Frontalieri, i sindacati chiedono più certezze per i lavoratori
I rappresentanti dei frontalieri di Cgil, Cisl e Uil chiedono maggiori garanzie per i lavoratori che ogni giorno si recano oltre frontiera per lavorare

Sui frontalieri il panorama è ancora troppo incerto. Lo scrivono i coordinatori nazionali dei Frontalieri di CGIL CISL UIL, Giuseppe Augurusa, Luca Caretti e Pancrazio Raimondo.
A seguito dei dpcm dell’ 8 e 9 marzo che hanno disposto misure restrittive a contrasto dell’epidemia di Codiv 19, tra le altre, della mobilità personale, del successivo chiarimento del MAECI che ha confermato la possibilità di comprendere il lavoro frontaliero tra i comprovati motivi per gli spostamenti autorizzati all’interno della zona di contenimento rafforzato, da domenica l’intero territorio nazionale, osserviamo situazioni articolate e atteggiamenti differenti lungo i confini del Paese.
La gran parte dei lavoratori frontalieri da lunedì mattina ha potuto recarsi sul posto di lavoro in Svizzera, San Marino, Francia e Principato di Monaco, dove, in modo differenziato, sono stati segnalati solo problemi di congestione ad alcuni valichi e respingimenti tra chi si è presentato alle dogane privo del permesso di lavoro.
In particolare, è utile ricordare che la scelta della confederazione Elvetica di non porre alcun provvedimento restrittivo del flusso degli oltre 75.000 frontalieri, risponde anche ad una precisa esigenza di salvaguardia del sistema sanitario elvetico, retto sul lavoro dei nostri connazionali, oltreché sul sistema d’impresa. A tal proposito le scriventi OO.SS. auspicano che i Governi di Bellinzona, Coira e Sion, intervengano anche attraverso provvedimenti volti ad incentivare l’uso del telelavoro, riducendo per questa via tanto i rischi connessi alla mobilità quanto gli impieghi arbitrari di formule organizzative incerte in un contesto a basse tutele del lavoro.

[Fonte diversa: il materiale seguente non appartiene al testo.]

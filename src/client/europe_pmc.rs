//! Europe PMC REST client.

use async_stream::try_stream;
use futures_util::Stream;

use super::{ClientError, DataSource};
use crate::config::ClientConfig;
use crate::models::{
    clamp_page_size, AdvancedSearchResult, AuthorSearch, AuthorSearchResult, PageOptions,
    PublicationRecord, RawResponse, ResultType, SearchFilters, SearchPage, SearchQuery,
    INITIAL_CURSOR_MARK,
};
use crate::utils::{
    apply_filters, author_query, validate_identifier, ApiRequest, AuthorDisambiguator,
    RequestExecutor,
};

/// User agent sent when none is configured
pub const DEFAULT_USER_AGENT: &str = concat!(env!("CARGO_PKG_NAME"), "/", env!("CARGO_PKG_VERSION"));

/// Data type that needs no path suffix on detail lookups
const CORE_DATA_TYPE: &str = "core";

/// Client for the Europe PMC REST API
///
/// Cloning is cheap; clones share one rate limiter and connection pool, so
/// the configured rate holds across all of them.
#[derive(Debug, Clone)]
pub struct EuropePmcClient {
    config: ClientConfig,
    executor: RequestExecutor,
    disambiguator: AuthorDisambiguator,
}

impl EuropePmcClient {
    /// Create a client for the production endpoint with default settings
    pub fn new() -> Result<Self, ClientError> {
        Self::with_config(ClientConfig::default())
    }

    /// Create a client from a configuration, validating it first
    pub fn with_config(config: ClientConfig) -> Result<Self, ClientError> {
        let executor = RequestExecutor::new(&config)?;
        Ok(Self {
            config,
            executor,
            disambiguator: AuthorDisambiguator::default(),
        })
    }

    pub fn with_disambiguator(mut self, disambiguator: AuthorDisambiguator) -> Self {
        self.disambiguator = disambiguator;
        self
    }

    pub fn config(&self) -> &ClientConfig {
        &self.config
    }

    pub fn executor(&self) -> &RequestExecutor {
        &self.executor
    }

    pub fn disambiguator(&self) -> &AuthorDisambiguator {
        &self.disambiguator
    }

    /// Run a search and return the normalized body
    pub async fn search(&self, query: &SearchQuery) -> Result<RawResponse, ClientError> {
        let request = search_request(query)?;
        self.executor.execute(&request).await
    }

    /// Run a search and parse the result envelope
    pub async fn search_page(&self, query: &SearchQuery) -> Result<SearchPage, ClientError> {
        let response = self.search(query).await?;
        SearchPage::from_response(&response)
    }

    /// Search with filters appended to the query
    pub async fn advanced_search(
        &self,
        query: &SearchQuery,
        filters: &SearchFilters,
    ) -> Result<AdvancedSearchResult, ClientError> {
        let final_query = apply_filters(&query.query, filters)?;

        let filtered = SearchQuery {
            query: final_query.clone(),
            ..query.clone()
        };
        let page = self.search_page(&filtered).await?;

        Ok(AdvancedSearchResult {
            original_query: query.query.clone(),
            applied_filters: filters.clone(),
            final_query,
            page,
        })
    }

    /// Search publications by author and keep those whose authors match.
    ///
    /// Fetches twice the requested page size so that disambiguation still
    /// leaves a full page, then truncates to the requested size.
    pub async fn search_author_publications(
        &self,
        search: &AuthorSearch,
    ) -> Result<AuthorSearchResult, ClientError> {
        self.disambiguator
            .validate(&search.author_name, search.threshold)?;

        let query = author_query(search.author_name.trim(), search.additional_terms.as_deref());
        let page_size = clamp_page_size(search.page_size);
        let fetch = SearchQuery::new(query.clone())
            .result_type(ResultType::Lite)
            .page_size(page_size.saturating_mul(2));

        let page = self.search_page(&fetch).await?;
        let total_found = page.publications.len();

        let mut publications = self.disambiguator.filter_publications(
            &search.author_name,
            &page.publications,
            search.threshold,
        )?;
        publications.truncate(page_size as usize);

        tracing::debug!(
            author = %search.author_name,
            total_found,
            kept = publications.len(),
            "Author search complete"
        );

        Ok(AuthorSearchResult {
            query,
            author_searched: search.author_name.clone(),
            disambiguation_threshold: search.threshold,
            total_found,
            after_disambiguation: publications.len(),
            publications,
        })
    }

    /// Fetch one record; `data_type` other than `core` is appended to the path
    pub async fn get_publication_details(
        &self,
        source: DataSource,
        id: &str,
        data_type: Option<&str>,
    ) -> Result<RawResponse, ClientError> {
        let request = details_request(source, id, data_type)?;
        self.executor.execute(&request).await
    }

    /// Records citing the given record
    pub async fn get_citations(
        &self,
        source: DataSource,
        id: &str,
        page: &PageOptions,
    ) -> Result<RawResponse, ClientError> {
        let request = record_request(source, id, Some("citations"))?.params(page.to_params());
        self.executor.execute(&request).await
    }

    /// Records cited by the given record
    pub async fn get_references(
        &self,
        source: DataSource,
        id: &str,
        page: &PageOptions,
    ) -> Result<RawResponse, ClientError> {
        let request = record_request(source, id, Some("references"))?.params(page.to_params());
        self.executor.execute(&request).await
    }

    /// Cross-references to external databases
    pub async fn get_database_links(
        &self,
        source: DataSource,
        id: &str,
    ) -> Result<RawResponse, ClientError> {
        let request = record_request(source, id, Some("databaseLinks"))?.param("format", "json");
        self.executor.execute(&request).await
    }

    /// Full text XML; PubMed Central only
    pub async fn get_full_text_xml(
        &self,
        source: DataSource,
        id: &str,
    ) -> Result<RawResponse, ClientError> {
        if !source.supports_full_text() {
            return Err(ClientError::UnsupportedOperation(format!(
                "full text is only available for {}, not {}",
                DataSource::Pmc,
                source
            )));
        }

        let request = record_request(source, id, Some("fullTextXML"))?;
        self.executor.execute(&request).await
    }

    /// Supplementary file listing; PubMed Central only
    pub async fn get_supplementary_files(
        &self,
        source: DataSource,
        id: &str,
    ) -> Result<RawResponse, ClientError> {
        if !source.supports_supplementary_files() {
            return Err(ClientError::UnsupportedOperation(format!(
                "supplementary files are only available for {}, not {}",
                DataSource::Pmc,
                source
            )));
        }

        let request = record_request(source, id, Some("supplementaryFiles"))?;
        self.executor.execute(&request).await
    }

    /// Stream every record matching `query`, following cursor marks.
    ///
    /// Starts from the query's cursor mark, or `*` when it has none. Ends when
    /// a page is empty or the cursor stops advancing; the first error ends
    /// the stream.
    pub fn search_stream(
        &self,
        query: SearchQuery,
    ) -> impl Stream<Item = Result<PublicationRecord, ClientError>> + '_ {
        try_stream! {
            query.validate()?;

            let mut query = query;
            if query.cursor_mark.is_none() {
                query.cursor_mark = Some(INITIAL_CURSOR_MARK.to_string());
            }

            loop {
                let page = self.search_page(&query).await?;
                let exhausted = page.publications.is_empty();

                for record in page.publications {
                    yield record;
                }

                match page.next_cursor_mark {
                    Some(next) if !exhausted && query.cursor_mark.as_deref() != Some(next.as_str()) => {
                        query.cursor_mark = Some(next);
                    }
                    _ => break,
                }
            }
        }
    }
}

fn search_request(query: &SearchQuery) -> Result<ApiRequest, ClientError> {
    query.validate()?;
    Ok(ApiRequest::get("search").params(query.to_params()))
}

/// `{source}/{id}[/{suffix}]`
fn record_request(
    source: DataSource,
    id: &str,
    suffix: Option<&str>,
) -> Result<ApiRequest, ClientError> {
    let id = validate_identifier(id)?;
    let endpoint = match suffix {
        Some(suffix) => format!("{}/{}/{}", source.code(), id, suffix),
        None => format!("{}/{}", source.code(), id),
    };
    Ok(ApiRequest::get(endpoint))
}

fn details_request(
    source: DataSource,
    id: &str,
    data_type: Option<&str>,
) -> Result<ApiRequest, ClientError> {
    let data_type = data_type
        .map(str::trim)
        .filter(|data_type| !data_type.is_empty() && *data_type != CORE_DATA_TYPE)
        .map(validate_identifier)
        .transpose()?;

    Ok(record_request(source, id, data_type)?.param("format", "json"))
}

#[cfg(test)]
mod tests {
    use super::*;
    use crate::models::SortBy;

    fn param<'a>(request: &'a ApiRequest, key: &str) -> Option<&'a str> {
        request
            .params
            .iter()
            .find(|(k, _)| k == key)
            .map(|(_, v)| v.as_str())
    }

    #[test]
    fn test_search_request_params() {
        let query = SearchQuery::new("malaria")
            .result_type(ResultType::Core)
            .page_size(5000)
            .sort(SortBy::Date)
            .cursor_mark("AoE=");

        let request = search_request(&query).unwrap();
        assert_eq!(request.endpoint, "search");
        assert_eq!(param(&request, "query"), Some("malaria"));
        assert_eq!(param(&request, "resultType"), Some("core"));
        assert_eq!(param(&request, "pageSize"), Some("1000"));
        assert_eq!(param(&request, "format"), Some("json"));
        assert_eq!(param(&request, "cursorMark"), Some("AoE="));
        assert_eq!(param(&request, "sort"), Some("P_PDATE_D desc"));
    }

    #[test]
    fn test_search_request_rejects_empty_query() {
        assert!(matches!(
            search_request(&SearchQuery::new("  ")),
            Err(ClientError::InvalidArgument(_))
        ));
    }

    #[test]
    fn test_record_request_paths() {
        let request = record_request(DataSource::Med, "31010933", Some("citations")).unwrap();
        assert_eq!(request.endpoint, "MED/31010933/citations");

        let request = record_request(DataSource::Pmc, " PMC3257301 ", None).unwrap();
        assert_eq!(request.endpoint, "PMC/PMC3257301");

        assert!(record_request(DataSource::Med, "../search", None).is_err());
        assert!(record_request(DataSource::Med, "", None).is_err());
    }

    #[test]
    fn test_details_request_data_type() {
        let request = details_request(DataSource::Med, "123", None).unwrap();
        assert_eq!(request.endpoint, "MED/123");

        let request = details_request(DataSource::Med, "123", Some("core")).unwrap();
        assert_eq!(request.endpoint, "MED/123");

        let request = details_request(DataSource::Med, "123", Some("lite")).unwrap();
        assert_eq!(request.endpoint, "MED/123/lite");
        assert_eq!(param(&request, "format"), Some("json"));

        assert!(details_request(DataSource::Med, "123", Some("a/b")).is_err());
    }

    #[tokio::test]
    async fn test_full_text_rejected_for_non_pmc() {
        let client = EuropePmcClient::new().unwrap();
        for source in DataSource::ALL {
            if source == DataSource::Pmc {
                continue;
            }
            let result = client.get_full_text_xml(source, "123").await;
            assert!(matches!(result, Err(ClientError::UnsupportedOperation(_))));

            let result = client.get_supplementary_files(source, "123").await;
            assert!(matches!(result, Err(ClientError::UnsupportedOperation(_))));
        }
    }

    #[tokio::test]
    async fn test_author_search_validates_before_sending() {
        let client = EuropePmcClient::new().unwrap();

        let result = client
            .search_author_publications(&AuthorSearch::new("   "))
            .await;
        assert!(matches!(result, Err(ClientError::InvalidArgument(_))));

        let result = client
            .search_author_publications(&AuthorSearch::new("Fiona Watt").threshold(101))
            .await;
        assert!(matches!(result, Err(ClientError::InvalidArgument(_))));
    }

    #[test]
    fn test_invalid_config_rejected() {
        let config = ClientConfig::default().requests_per_second(-1.0);
        assert!(matches!(
            EuropePmcClient::with_config(config),
            Err(ClientError::Config(_))
        ));
    }

    #[test]
    fn test_default_user_agent() {
        assert!(DEFAULT_USER_AGENT.starts_with("europepmc-client/"));
    }
}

Le organizzazioni confederali dei frontalieri sottolineano inoltre come la particolare condizione di interconnessione tra Italia e Svizzera può altresì rappresentare un’occasione di riflessione per un approccio solidaristico tra le aree confinanti, nello specifico di Ticino e Lombardia e Piemonte, di fronte alle grandi difficoltà che il sistema sanitario delle regioni subalpine si troverà inevitabilmente ad affrontare di fronte al rischio pandemia.
Vanno invece evidenziate preoccupazioni di segno contrario di fronte a quanto in queste ora accade sulle frontiere di Austria, Slovenia, Albania e Malta, in relazione alle decisioni unilaterali di limitare fortemente, quando non sospendere temporaneamente le previsioni del trattato di Schengen senza alcun preavviso, e con esso la circolazione dei lavoratori transfrontalieri.
Appare con tutta evidenza urgente che il Ministero degli Esteri si faccia immediatamente promotore di un’iniziativa volta a chiarire i termini e le modalità della sospensione o della limitazione della libera circolazione presso i Governi dei paesi confinanti, chiarendo limitazioni e prospettive anche alle migliaia di cittadini italiani transfrontalieri in queste aree.